• [About this task]: Could you extract every entry below and reproduce it exactly?

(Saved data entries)
|---|

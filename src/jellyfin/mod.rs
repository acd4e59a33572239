pub mod error;
pub mod model;

use std::time::{Duration, Instant};

use anyhow::{Context, Result};
use reqwest::header::{ACCEPT, AUTHORIZATION};
use reqwest::StatusCode;
use serde::de::DeserializeOwned;
use tracing::debug;

use crate::config::{AuthScheme, JellyfinConfig};

pub use error::FetchError;
pub use model::{LibraryCounts, ServerInfo, SessionRecord};

const SESSIONS_PATH: &str = "/Sessions";
const COUNTS_PATH: &str = "/Items/Counts";
const SYSTEM_INFO_PATH: &str = "/System/Info";

/// Callback type for recording API request metrics.
pub type MetricsCallback = Box<dyn Fn(&str, &str, Duration) + Send + Sync>;

/// Jellyfin API client trait.
pub trait MediaServer: Send + Sync {
    /// Fetch the current session list.
    fn fetch_sessions(
        &self,
    ) -> impl std::future::Future<Output = Result<Vec<SessionRecord>, FetchError>> + Send;

    /// Fetch library item counts.
    fn fetch_library_counts(
        &self,
    ) -> impl std::future::Future<Output = Result<LibraryCounts, FetchError>> + Send;

    /// Fetch server identity. Requires a valid token, so it doubles as the
    /// startup credential check.
    fn fetch_server_info(
        &self,
    ) -> impl std::future::Future<Output = Result<ServerInfo, FetchError>> + Send;
}

/// HTTP-based Jellyfin API client.
pub struct Client {
    http: reqwest::Client,
    host: String,
    token: String,
    auth: AuthScheme,
    metrics: Option<MetricsCallback>,
}

impl Client {
    /// Create a new Jellyfin client.
    pub fn new(cfg: &JellyfinConfig) -> Result<Self> {
        let timeout = if cfg.timeout.is_zero() {
            Duration::from_secs(30)
        } else {
            cfg.timeout
        };

        let http = reqwest::Client::builder()
            .timeout(timeout)
            .user_agent(concat!("jelly-metrics/", env!("CARGO_PKG_VERSION")))
            .build()
            .context("building HTTP client")?;

        Ok(Self {
            http,
            host: cfg.host.trim_end_matches('/').to_string(),
            token: cfg.token.clone(),
            auth: cfg.auth,
            metrics: None,
        })
    }

    /// Set a metrics callback for recording request stats.
    /// The callback receives (endpoint_name, status, duration).
    pub fn with_metrics(mut self, cb: MetricsCallback) -> Self {
        self.metrics = Some(cb);
        self
    }

    fn record_request(&self, endpoint: &str, status: &str, duration: Duration) {
        if let Some(ref cb) = self.metrics {
            cb(endpoint, status, duration);
        }
    }

    /// Perform an authenticated GET and decode the JSON body, recording
    /// the outcome under the endpoint's short name.
    async fn get_json<T: DeserializeOwned>(&self, path: &str) -> Result<T, FetchError> {
        let start = Instant::now();
        let result = self.send_get(path).await;

        let status = match &result {
            Ok(_) => "success",
            Err(e) => e.kind(),
        };
        self.record_request(endpoint_from_path(path), status, start.elapsed());

        result
    }

    async fn send_get<T: DeserializeOwned>(&self, path: &str) -> Result<T, FetchError> {
        let url = format!("{}{}", self.host, path);

        let request = self.http.get(&url).header(ACCEPT, "application/json");
        let request = match self.auth {
            AuthScheme::Header => request.header(
                AUTHORIZATION,
                format!("MediaBrowser Token=\"{}\"", self.token),
            ),
            AuthScheme::Query => request.query(&[("ApiKey", self.token.as_str())]),
        };

        // URLs are stripped from transport errors: with query auth they
        // carry the token.
        let response = request.send().await.map_err(|e| FetchError::Technical {
            path: path.to_string(),
            source: e.without_url(),
        })?;

        let status = response.status();
        if status == StatusCode::UNAUTHORIZED {
            return Err(FetchError::InvalidToken);
        }
        if !status.is_success() {
            return Err(FetchError::UnknownApi {
                status: status.as_u16(),
                path: path.to_string(),
            });
        }

        let body = response.bytes().await.map_err(|e| FetchError::Technical {
            path: path.to_string(),
            source: e.without_url(),
        })?;

        serde_json::from_slice(&body).map_err(|e| FetchError::UnknownResponse {
            path: path.to_string(),
            source: e,
        })
    }
}

/// Extract a short endpoint name from an API path.
fn endpoint_from_path(path: &str) -> &'static str {
    match path {
        SESSIONS_PATH => "sessions",
        COUNTS_PATH => "item_counts",
        SYSTEM_INFO_PATH => "system_info",
        _ => "other",
    }
}

impl MediaServer for Client {
    async fn fetch_sessions(&self) -> Result<Vec<SessionRecord>, FetchError> {
        debug!("fetching sessions");
        self.get_json(SESSIONS_PATH).await
    }

    async fn fetch_library_counts(&self) -> Result<LibraryCounts, FetchError> {
        debug!("fetching library counts");
        self.get_json(COUNTS_PATH).await
    }

    async fn fetch_server_info(&self) -> Result<ServerInfo, FetchError> {
        debug!("fetching server info");
        self.get_json(SYSTEM_INFO_PATH).await
    }
}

|---|

• [Answer box]:
filename src/jellyfin/mod.rs
repository acd4e59a33572239
pub mod error;
pub mod model;

use std::time::{Duration, Instant};

use anyhow::{Context, Result};
use reqwest::header::{ACCEPT, AUTHORIZATION};
use reqwest::StatusCode;
use serde::de::DeserializeOwned;
use tracing::debug;

use crate::config::{AuthScheme, JellyfinConfig};

pub use error::FetchError;
pub use model::{LibraryCounts, ServerInfo, SessionRecord};

const SESSIONS_PATH: &str = "/Sessions";
const COUNTS_PATH: &str = "/Items/Counts";
const SYSTEM_INFO_PATH: &str = "/System/Info";

/// Callback type for recording API request metrics.
pub type MetricsCallback = Box<dyn Fn(&str, &str, Duration) + Send + Sync>;

/// Jellyfin API client trait.
pub trait MediaServer: Send + Sync {
    /// Fetch the current session list.
    fn fetch_sessions(
        &self,
    ) -> impl std::future::Future<Output = Result<Vec<SessionRecord>, FetchError>> + Send;

    /// Fetch library item counts.
    fn fetch_library_counts(
        &self,
    ) -> impl std::future::Future<Output = Result<LibraryCounts, FetchError>> + Send;

    /// Fetch server identity. Requires a valid token, so it doubles as the
    /// startup credential check.
    fn fetch_server_info(
        &self,
    ) -> impl std::future::Future<Output = Result<ServerInfo, FetchError>> + Send;
}

/// HTTP-based Jellyfin API client.
pub struct Client {
    http: reqwest::Client,
    host: String,
    token: String,
    auth: AuthScheme,
    metrics: Option<MetricsCallback>,
}

impl Client {
    /// Create a new Jellyfin client.
    pub fn new(cfg: &JellyfinConfig) -> Result<Self> {
        let timeout = if cfg.timeout.is_zero() {
            Duration::from_secs(30)
        } else {
            cfg.timeout
        };

        let http = reqwest::Client::builder()
            .timeout(timeout)
            .user_agent(concat!("jelly-metrics/", env!("CARGO_PKG_VERSION")))
            .build()
            .context("building HTTP client")?;

        Ok(Self {
            http,
            host: cfg.host.trim_end_matches('/').to_string(),
            token: cfg.token.clone(),
            auth: cfg.auth,
            metrics: None,
        })
    }

    /// Set a metrics callback for recording request stats.
    /// The callback receives (endpoint_name, status, duration).
    pub fn with_metrics(mut self, cb: MetricsCallback) -> Self {
        self.metrics = Some(cb);
        self
    }

    fn record_request(&self, endpoint: &str, status: &str, duration: Duration) {
        if let Some(ref cb) = self.metrics {
            cb(endpoint, status, duration);
        }
    }

    /// Perform an authenticated GET and decode the JSON body, recording
    /// the outcome under the endpoint's short name.
    async fn get_json<T: DeserializeOwned>(&self, path: &str) -> Result<T, FetchError> {
        let start = Instant::now();
        let result = self.send_get(path).await;

        let status = match &result {
            Ok(_) => "success",
            Err(e) => e.kind(),
        };
        self.record_request(endpoint_from_path(path), status, start.elapsed());

        result
    }

    async fn send_get<T: DeserializeOwned>(&self, path: &str) -> Result<T, FetchError> {
        let url = format!("{}{}", self.host, path);

        let request = self.http.get(&url).header(ACCEPT, "application/json");
        let request = match self.auth {
            AuthScheme::Header => request.header(
                AUTHORIZATION,
                format!("MediaBrowser Token=\"{}\"", self.token),
            ),
            AuthScheme::Query => request.query(&[("ApiKey", self.token.as_str())]),
        };

        // URLs are stripped from transport errors: with query auth they
        // carry the token.
        let response = request.send().await.map_err(|e| FetchError::Technical {
            path: path.to_string(),
            source: e.without_url(),
        })?;

        let status = response.status();
        if status == StatusCode::UNAUTHORIZED {
            return Err(FetchError::InvalidToken);
        }
        if !status.is_success() {
            return Err(FetchError::UnknownApi {
                status: status.as_u16(),
                path: path.to_string(),
            });
        }

        let body = response.bytes().await.map_err(|e| FetchError::Technical {
            path: path.to_string(),
            source: e.without_url(),
        })?;

        serde_json::from_slice(&body).map_err(|e| FetchError::UnknownResponse {
            path: path.to_string(),
            source: e,
        })
    }
}

/// Extract a short endpoint name from an API path.
fn endpoint_from_path(path: &str) -> &'static str {
    match path {
        SESSIONS_PATH => "sessions",
        COUNTS_PATH => "item_counts",
        SYSTEM_INFO_PATH => "system_info",
        _ => "other",
    }
}

impl MediaServer for Client {
    async fn fetch_sessions(&self) -> Result<Vec<SessionRecord>, FetchError> {
        debug!("fetching sessions");
        self.get_json(SESSIONS_PATH).await
    }

    async fn fetch_library_counts(&self) -> Result<LibraryCounts, FetchError> {
        debug!("fetching library counts");
        self.get_json(COUNTS_PATH).await
    }

    async fn fetch_server_info(&self) -> Result<ServerInfo, FetchError> {
        debug!("fetching server info");
        self.get_json(SYSTEM_INFO_PATH).await
    }
}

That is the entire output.